* _Problem statement_
Count the lines below containing "write"; state the number only.

* _Records for processing_
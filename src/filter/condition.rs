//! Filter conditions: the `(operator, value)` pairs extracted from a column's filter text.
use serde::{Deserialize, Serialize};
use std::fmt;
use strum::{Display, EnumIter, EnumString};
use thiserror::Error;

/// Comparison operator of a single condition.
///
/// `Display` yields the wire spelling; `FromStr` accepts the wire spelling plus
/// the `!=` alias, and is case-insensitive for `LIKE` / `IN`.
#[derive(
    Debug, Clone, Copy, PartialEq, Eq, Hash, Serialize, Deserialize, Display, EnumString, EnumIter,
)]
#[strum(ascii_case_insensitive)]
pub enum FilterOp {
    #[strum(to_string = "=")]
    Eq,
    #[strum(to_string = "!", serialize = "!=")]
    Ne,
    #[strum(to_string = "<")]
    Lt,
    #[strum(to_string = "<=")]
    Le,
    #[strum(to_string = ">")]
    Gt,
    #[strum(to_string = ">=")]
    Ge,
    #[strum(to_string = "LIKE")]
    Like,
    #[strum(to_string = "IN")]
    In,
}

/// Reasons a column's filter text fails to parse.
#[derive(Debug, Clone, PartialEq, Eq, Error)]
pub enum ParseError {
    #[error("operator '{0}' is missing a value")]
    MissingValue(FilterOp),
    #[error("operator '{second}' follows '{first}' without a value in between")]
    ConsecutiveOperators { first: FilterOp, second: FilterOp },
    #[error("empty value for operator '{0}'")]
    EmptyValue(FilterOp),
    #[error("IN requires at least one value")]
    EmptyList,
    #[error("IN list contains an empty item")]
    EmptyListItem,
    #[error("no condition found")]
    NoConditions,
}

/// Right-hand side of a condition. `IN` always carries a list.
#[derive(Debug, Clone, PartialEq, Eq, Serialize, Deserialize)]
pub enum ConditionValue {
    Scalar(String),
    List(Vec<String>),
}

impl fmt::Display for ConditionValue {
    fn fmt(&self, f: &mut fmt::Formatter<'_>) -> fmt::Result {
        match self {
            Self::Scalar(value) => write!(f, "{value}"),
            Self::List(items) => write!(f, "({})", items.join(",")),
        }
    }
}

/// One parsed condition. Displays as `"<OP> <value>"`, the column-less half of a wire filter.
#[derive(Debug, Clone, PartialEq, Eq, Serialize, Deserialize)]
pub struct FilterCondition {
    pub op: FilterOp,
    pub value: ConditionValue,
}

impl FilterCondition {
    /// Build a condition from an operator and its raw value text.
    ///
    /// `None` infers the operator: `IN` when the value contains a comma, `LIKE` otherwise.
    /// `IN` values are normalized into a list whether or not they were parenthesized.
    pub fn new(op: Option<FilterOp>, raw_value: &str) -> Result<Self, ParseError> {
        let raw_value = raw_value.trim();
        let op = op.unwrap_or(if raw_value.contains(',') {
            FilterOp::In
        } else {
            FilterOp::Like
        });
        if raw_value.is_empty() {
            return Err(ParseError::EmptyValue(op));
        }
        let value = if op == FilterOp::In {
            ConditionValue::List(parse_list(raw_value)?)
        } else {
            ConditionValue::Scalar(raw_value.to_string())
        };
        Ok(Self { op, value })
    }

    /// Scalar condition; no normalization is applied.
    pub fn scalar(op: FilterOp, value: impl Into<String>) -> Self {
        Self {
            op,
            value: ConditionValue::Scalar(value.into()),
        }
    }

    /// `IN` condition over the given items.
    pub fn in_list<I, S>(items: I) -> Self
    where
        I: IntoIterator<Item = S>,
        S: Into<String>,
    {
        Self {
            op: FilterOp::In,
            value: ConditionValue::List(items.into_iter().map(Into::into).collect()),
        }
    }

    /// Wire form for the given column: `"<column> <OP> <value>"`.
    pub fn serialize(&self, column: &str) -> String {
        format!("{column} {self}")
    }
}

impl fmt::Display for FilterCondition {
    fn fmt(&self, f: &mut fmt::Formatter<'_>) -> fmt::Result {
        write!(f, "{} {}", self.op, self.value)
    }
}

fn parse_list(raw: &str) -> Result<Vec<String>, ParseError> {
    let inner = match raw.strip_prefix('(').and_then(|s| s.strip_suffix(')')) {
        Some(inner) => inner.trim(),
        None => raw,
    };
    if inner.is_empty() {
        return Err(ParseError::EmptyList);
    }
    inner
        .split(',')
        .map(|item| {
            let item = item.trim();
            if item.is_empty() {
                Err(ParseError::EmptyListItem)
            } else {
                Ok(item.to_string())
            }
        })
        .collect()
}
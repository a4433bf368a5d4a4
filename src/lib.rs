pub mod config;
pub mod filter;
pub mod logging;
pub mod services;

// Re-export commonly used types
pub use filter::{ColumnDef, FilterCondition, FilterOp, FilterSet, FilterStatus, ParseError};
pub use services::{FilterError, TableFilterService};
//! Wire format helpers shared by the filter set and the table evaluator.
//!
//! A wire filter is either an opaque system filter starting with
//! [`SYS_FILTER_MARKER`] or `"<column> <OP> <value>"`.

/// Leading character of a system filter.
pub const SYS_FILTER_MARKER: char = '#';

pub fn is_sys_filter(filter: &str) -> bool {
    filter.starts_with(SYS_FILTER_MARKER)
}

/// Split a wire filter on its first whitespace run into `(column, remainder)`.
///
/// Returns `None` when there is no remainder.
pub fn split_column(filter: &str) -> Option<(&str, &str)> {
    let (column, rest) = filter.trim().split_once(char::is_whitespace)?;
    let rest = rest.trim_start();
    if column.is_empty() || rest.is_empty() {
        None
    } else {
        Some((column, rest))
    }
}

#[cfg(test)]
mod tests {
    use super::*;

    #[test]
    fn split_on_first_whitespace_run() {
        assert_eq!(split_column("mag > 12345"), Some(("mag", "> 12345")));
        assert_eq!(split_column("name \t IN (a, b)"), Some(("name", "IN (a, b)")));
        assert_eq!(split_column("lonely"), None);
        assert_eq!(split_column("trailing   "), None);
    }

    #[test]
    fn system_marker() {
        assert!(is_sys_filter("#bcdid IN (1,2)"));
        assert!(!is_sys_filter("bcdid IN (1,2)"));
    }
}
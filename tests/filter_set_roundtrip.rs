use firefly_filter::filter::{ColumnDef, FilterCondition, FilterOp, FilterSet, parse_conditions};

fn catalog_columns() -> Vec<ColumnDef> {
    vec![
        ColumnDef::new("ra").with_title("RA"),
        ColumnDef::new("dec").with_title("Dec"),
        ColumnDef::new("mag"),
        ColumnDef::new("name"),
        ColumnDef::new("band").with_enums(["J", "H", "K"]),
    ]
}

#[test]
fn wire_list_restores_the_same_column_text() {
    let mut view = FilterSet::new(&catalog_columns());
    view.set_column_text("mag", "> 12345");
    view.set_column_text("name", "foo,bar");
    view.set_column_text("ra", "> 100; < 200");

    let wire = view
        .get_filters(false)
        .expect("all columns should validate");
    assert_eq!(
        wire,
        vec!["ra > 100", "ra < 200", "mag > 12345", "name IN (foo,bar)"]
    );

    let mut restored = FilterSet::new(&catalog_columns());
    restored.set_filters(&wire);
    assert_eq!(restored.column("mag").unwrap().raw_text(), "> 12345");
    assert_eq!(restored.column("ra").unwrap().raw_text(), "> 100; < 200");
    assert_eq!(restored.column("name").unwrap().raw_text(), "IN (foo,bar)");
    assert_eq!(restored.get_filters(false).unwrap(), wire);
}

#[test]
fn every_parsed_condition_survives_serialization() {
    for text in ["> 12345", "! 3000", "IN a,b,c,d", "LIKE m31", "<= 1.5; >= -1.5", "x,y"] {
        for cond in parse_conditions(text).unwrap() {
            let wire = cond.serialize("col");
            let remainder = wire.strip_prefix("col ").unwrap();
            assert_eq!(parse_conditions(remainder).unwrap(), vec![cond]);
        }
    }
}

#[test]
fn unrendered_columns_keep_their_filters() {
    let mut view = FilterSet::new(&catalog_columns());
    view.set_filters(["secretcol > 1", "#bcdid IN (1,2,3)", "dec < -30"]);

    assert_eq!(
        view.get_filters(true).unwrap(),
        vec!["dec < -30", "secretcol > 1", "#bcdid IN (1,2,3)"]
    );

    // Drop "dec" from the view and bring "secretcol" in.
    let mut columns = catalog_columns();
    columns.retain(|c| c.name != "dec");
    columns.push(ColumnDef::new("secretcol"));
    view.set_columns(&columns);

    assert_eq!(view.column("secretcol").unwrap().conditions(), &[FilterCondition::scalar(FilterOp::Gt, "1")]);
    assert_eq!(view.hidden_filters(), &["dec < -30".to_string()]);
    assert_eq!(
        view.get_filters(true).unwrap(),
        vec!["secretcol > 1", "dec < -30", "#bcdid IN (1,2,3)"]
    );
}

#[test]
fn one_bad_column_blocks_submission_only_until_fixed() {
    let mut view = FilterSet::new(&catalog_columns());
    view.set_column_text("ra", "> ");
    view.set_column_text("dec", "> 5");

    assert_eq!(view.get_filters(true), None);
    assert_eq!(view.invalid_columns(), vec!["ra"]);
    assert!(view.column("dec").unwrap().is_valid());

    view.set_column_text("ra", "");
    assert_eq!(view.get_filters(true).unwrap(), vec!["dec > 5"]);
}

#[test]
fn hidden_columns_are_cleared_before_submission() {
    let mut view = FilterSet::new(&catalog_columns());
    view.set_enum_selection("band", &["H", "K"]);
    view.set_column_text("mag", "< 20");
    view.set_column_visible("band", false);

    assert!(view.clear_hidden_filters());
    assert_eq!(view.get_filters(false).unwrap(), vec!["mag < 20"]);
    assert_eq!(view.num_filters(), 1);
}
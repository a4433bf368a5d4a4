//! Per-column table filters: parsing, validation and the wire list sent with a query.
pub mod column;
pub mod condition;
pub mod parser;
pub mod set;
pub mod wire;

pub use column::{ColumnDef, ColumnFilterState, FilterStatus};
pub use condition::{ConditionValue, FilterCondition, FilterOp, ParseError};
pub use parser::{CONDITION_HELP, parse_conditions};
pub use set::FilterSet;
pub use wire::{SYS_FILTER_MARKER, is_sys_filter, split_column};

* _Solution to the problem_
3